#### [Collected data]
______

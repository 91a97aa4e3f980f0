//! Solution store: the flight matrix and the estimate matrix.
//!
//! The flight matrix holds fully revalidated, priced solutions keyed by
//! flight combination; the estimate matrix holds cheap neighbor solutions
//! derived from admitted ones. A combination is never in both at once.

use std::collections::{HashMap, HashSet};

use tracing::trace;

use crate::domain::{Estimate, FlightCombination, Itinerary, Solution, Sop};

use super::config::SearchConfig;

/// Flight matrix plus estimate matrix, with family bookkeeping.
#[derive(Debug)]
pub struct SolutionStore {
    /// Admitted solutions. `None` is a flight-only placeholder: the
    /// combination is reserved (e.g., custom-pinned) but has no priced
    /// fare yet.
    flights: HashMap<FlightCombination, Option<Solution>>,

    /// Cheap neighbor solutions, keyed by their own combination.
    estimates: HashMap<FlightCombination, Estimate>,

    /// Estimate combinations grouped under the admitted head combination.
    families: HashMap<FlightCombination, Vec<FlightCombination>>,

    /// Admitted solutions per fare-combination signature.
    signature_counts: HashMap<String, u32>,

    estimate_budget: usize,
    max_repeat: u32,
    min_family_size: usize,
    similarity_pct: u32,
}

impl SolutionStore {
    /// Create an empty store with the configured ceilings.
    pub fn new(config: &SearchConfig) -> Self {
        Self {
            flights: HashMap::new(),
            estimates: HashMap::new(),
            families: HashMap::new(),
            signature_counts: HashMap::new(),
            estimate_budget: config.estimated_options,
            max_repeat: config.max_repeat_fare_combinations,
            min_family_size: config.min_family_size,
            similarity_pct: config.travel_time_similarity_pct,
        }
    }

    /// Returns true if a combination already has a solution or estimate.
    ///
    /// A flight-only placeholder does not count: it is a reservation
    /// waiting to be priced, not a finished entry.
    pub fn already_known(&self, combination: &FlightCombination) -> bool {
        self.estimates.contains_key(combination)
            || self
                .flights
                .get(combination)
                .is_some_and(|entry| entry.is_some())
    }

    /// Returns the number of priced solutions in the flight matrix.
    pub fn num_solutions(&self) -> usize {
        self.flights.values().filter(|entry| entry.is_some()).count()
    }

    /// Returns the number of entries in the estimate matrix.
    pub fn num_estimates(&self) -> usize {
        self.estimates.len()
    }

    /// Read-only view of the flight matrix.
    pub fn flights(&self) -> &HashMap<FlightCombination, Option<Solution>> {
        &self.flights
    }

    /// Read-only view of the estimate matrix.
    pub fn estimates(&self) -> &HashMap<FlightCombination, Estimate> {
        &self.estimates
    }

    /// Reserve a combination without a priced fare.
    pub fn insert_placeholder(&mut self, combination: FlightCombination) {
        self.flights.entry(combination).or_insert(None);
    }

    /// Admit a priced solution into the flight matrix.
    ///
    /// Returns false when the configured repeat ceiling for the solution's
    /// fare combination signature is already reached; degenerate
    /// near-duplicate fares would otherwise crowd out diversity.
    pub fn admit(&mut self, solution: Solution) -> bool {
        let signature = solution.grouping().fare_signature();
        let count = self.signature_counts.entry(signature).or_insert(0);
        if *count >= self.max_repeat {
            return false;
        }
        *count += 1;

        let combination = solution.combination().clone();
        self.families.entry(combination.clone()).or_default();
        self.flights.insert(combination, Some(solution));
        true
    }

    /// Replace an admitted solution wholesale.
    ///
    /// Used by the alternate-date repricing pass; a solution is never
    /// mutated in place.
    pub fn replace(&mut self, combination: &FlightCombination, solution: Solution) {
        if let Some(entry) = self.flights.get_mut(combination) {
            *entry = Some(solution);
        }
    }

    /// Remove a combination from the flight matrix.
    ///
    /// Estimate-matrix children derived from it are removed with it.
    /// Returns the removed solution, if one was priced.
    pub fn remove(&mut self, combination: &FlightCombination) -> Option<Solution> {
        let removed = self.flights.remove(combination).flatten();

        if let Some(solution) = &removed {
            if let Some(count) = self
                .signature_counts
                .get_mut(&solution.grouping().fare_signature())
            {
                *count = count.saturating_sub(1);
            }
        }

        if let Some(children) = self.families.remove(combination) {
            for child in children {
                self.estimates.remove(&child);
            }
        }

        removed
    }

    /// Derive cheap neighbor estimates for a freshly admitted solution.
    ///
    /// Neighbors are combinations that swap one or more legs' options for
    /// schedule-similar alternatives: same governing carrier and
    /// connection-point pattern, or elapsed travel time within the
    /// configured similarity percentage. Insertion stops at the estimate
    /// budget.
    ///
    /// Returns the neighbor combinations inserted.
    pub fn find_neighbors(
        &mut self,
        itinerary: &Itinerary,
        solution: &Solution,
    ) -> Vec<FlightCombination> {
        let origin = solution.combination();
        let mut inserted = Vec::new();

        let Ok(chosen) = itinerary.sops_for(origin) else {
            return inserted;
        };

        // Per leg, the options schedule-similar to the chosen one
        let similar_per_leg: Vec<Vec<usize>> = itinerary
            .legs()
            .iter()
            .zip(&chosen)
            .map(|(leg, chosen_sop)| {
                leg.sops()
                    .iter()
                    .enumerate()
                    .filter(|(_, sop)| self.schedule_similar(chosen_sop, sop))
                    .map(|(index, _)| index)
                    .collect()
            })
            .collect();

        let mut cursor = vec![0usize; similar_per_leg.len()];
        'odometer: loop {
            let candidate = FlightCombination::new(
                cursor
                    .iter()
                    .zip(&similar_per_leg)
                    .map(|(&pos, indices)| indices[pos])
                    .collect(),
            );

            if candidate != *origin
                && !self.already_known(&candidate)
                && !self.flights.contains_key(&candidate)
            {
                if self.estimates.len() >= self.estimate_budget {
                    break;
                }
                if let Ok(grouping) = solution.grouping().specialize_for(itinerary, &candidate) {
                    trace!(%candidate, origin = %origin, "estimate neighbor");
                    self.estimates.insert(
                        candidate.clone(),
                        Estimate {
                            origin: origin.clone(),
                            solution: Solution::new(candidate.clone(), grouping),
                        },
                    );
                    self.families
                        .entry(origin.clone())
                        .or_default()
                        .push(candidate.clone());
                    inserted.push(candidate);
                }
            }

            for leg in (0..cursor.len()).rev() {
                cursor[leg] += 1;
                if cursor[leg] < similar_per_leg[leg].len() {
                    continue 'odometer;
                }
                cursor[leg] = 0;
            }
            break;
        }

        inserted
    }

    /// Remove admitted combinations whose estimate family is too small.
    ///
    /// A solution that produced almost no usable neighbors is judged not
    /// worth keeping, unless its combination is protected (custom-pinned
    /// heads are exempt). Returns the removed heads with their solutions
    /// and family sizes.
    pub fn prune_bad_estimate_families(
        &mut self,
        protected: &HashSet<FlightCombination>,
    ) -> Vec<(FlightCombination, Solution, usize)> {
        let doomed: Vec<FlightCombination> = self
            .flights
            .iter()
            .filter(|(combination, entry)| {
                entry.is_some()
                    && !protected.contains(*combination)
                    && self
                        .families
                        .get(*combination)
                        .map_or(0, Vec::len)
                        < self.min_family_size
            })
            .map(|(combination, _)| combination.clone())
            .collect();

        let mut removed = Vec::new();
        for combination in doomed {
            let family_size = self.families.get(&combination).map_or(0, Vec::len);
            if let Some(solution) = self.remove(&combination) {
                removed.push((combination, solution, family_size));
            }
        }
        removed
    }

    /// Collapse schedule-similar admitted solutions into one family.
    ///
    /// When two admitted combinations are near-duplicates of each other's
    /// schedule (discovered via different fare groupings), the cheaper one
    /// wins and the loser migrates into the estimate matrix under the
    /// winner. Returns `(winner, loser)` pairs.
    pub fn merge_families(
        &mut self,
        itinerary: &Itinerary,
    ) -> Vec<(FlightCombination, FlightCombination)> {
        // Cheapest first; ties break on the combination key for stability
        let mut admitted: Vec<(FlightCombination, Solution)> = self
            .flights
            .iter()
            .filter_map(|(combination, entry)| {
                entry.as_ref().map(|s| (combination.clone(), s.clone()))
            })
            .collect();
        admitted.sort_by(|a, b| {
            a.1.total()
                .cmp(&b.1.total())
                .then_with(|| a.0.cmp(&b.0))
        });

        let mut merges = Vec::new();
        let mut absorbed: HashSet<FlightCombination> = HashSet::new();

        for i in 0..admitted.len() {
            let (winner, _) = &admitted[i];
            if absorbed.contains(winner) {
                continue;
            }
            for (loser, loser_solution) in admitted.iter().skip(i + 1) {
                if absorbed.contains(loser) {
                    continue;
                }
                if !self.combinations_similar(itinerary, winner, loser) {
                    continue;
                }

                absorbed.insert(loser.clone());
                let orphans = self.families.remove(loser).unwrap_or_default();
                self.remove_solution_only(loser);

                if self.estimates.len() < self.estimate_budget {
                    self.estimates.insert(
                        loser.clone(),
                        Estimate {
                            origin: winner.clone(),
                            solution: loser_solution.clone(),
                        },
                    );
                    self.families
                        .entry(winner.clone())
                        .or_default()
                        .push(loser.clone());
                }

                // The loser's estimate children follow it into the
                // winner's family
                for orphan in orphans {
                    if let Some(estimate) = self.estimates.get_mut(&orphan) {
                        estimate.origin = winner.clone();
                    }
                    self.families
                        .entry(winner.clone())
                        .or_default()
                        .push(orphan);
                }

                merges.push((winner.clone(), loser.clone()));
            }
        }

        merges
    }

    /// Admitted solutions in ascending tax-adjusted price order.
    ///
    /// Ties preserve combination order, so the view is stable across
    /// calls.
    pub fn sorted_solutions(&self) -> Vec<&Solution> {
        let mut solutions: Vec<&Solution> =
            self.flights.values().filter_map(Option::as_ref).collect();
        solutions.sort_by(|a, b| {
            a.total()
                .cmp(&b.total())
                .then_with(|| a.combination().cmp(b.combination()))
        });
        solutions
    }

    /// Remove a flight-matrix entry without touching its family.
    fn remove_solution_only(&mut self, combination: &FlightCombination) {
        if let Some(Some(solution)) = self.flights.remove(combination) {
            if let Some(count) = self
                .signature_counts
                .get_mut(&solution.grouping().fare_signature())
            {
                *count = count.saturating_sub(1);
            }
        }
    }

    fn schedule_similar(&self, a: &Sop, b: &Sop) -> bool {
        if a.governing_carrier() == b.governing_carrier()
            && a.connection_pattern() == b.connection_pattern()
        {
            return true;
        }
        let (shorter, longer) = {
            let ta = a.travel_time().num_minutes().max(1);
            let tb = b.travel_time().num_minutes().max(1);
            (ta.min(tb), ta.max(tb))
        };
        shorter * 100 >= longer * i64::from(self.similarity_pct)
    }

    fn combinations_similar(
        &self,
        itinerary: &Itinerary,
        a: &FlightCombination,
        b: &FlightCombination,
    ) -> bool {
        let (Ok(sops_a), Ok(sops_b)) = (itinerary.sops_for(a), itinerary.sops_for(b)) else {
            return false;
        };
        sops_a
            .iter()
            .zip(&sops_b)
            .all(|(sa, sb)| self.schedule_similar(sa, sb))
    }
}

______

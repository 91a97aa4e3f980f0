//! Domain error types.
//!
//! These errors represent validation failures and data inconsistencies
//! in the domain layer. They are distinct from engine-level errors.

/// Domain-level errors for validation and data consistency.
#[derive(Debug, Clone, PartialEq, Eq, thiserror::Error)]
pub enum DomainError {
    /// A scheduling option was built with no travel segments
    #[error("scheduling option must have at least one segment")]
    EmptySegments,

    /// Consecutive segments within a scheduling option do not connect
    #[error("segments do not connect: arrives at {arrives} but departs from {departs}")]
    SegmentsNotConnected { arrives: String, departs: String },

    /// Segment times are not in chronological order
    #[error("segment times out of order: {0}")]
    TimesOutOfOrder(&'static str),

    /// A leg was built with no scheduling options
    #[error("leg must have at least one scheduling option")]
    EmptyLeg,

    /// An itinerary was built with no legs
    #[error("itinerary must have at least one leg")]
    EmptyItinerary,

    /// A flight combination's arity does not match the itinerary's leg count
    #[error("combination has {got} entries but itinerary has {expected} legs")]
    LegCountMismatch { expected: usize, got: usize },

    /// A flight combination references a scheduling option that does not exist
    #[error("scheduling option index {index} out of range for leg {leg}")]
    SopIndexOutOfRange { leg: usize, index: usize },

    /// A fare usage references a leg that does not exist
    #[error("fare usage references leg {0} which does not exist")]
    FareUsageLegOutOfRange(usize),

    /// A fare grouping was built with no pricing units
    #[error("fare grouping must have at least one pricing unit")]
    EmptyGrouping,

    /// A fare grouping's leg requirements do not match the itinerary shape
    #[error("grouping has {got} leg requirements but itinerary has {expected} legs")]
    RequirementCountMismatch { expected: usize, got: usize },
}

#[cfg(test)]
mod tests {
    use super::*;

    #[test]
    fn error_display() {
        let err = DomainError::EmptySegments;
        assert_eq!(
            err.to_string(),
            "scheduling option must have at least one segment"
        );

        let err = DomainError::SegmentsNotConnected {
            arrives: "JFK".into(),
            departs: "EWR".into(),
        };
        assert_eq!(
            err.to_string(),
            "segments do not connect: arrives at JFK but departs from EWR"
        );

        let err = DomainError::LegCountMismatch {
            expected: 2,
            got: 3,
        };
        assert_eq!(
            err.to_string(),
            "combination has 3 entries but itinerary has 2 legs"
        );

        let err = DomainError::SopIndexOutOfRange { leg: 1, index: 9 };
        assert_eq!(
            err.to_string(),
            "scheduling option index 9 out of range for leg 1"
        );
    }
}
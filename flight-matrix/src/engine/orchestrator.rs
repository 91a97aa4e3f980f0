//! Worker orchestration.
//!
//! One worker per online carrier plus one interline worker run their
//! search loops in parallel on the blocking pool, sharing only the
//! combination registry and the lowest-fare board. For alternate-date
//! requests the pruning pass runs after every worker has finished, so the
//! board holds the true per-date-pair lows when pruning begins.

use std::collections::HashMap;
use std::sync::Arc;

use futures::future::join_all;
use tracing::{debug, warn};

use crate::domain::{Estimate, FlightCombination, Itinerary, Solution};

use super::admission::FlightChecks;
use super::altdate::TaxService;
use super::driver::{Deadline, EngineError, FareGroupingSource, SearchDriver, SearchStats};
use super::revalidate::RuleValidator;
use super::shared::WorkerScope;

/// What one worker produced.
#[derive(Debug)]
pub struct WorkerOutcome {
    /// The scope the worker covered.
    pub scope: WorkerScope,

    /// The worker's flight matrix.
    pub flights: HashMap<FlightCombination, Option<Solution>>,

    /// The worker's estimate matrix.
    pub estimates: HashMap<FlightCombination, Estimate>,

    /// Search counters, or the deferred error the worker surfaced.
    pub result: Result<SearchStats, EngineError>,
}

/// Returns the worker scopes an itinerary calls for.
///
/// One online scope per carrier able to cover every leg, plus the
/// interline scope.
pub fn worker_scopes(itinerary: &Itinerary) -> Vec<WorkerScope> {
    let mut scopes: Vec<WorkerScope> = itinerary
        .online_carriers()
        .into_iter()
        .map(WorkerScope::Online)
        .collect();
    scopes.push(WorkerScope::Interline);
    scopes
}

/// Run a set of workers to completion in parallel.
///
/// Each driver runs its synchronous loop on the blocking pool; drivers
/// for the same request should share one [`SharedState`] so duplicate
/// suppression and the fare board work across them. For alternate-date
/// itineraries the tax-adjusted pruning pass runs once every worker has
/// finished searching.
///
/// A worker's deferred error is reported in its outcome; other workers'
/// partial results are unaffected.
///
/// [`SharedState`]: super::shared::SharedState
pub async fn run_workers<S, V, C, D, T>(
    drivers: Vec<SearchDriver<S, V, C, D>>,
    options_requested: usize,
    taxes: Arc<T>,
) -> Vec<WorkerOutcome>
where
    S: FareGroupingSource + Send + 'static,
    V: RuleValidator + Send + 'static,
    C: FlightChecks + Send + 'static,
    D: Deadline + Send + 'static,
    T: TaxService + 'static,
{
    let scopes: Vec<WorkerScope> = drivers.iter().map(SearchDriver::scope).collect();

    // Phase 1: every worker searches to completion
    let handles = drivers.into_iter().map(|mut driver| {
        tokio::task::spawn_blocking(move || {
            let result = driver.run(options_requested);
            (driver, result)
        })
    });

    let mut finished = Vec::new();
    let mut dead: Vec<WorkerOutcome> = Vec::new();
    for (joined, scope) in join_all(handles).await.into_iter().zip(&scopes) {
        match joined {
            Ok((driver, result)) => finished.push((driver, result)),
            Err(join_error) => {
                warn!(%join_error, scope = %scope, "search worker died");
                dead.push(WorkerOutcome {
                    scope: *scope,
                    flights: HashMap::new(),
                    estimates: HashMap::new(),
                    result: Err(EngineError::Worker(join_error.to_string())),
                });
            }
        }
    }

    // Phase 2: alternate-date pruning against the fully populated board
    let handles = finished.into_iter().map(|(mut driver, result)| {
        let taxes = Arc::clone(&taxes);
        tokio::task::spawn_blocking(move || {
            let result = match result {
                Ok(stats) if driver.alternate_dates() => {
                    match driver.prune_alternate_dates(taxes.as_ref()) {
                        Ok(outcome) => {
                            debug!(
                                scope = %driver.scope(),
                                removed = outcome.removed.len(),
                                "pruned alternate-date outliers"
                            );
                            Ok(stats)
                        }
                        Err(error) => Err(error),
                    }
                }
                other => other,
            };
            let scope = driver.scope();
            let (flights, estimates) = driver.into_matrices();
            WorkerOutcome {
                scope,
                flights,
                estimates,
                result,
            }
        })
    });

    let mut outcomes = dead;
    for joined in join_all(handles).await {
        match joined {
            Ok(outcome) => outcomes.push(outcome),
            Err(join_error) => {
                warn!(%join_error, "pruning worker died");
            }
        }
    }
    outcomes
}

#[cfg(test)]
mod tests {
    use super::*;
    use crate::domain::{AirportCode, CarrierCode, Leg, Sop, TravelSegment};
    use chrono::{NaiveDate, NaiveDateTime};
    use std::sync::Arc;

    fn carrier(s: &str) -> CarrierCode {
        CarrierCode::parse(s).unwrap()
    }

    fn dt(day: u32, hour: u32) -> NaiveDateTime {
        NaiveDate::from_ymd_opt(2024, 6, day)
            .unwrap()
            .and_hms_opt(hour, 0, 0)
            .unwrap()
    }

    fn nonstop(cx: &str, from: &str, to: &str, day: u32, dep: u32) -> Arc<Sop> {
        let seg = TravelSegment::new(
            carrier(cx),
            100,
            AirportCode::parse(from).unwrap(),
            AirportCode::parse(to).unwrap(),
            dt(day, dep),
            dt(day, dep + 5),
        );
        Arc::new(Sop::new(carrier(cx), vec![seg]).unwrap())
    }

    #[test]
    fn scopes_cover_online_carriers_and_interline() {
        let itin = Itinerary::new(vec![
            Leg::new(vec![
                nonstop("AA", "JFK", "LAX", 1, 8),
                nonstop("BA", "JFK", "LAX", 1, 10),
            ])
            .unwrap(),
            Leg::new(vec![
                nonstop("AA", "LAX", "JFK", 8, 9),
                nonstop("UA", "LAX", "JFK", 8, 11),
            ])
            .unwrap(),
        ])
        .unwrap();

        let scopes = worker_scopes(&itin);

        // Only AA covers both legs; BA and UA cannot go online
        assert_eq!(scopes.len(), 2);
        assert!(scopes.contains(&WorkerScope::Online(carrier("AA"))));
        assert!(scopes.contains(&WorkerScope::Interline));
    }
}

______

#### [REQUIREMENT]
In which lines of the records does the word "SearchDriver" appear? Copy each of them.

#### [REPLY]
use super::driver::{Deadline, EngineError, FareGroupingSource, SearchDriver, SearchStats};
    drivers: Vec<SearchDriver<S, V, C, D>>,
    let scopes: Vec<WorkerScope> = drivers.iter().map(SearchDriver::scope).collect();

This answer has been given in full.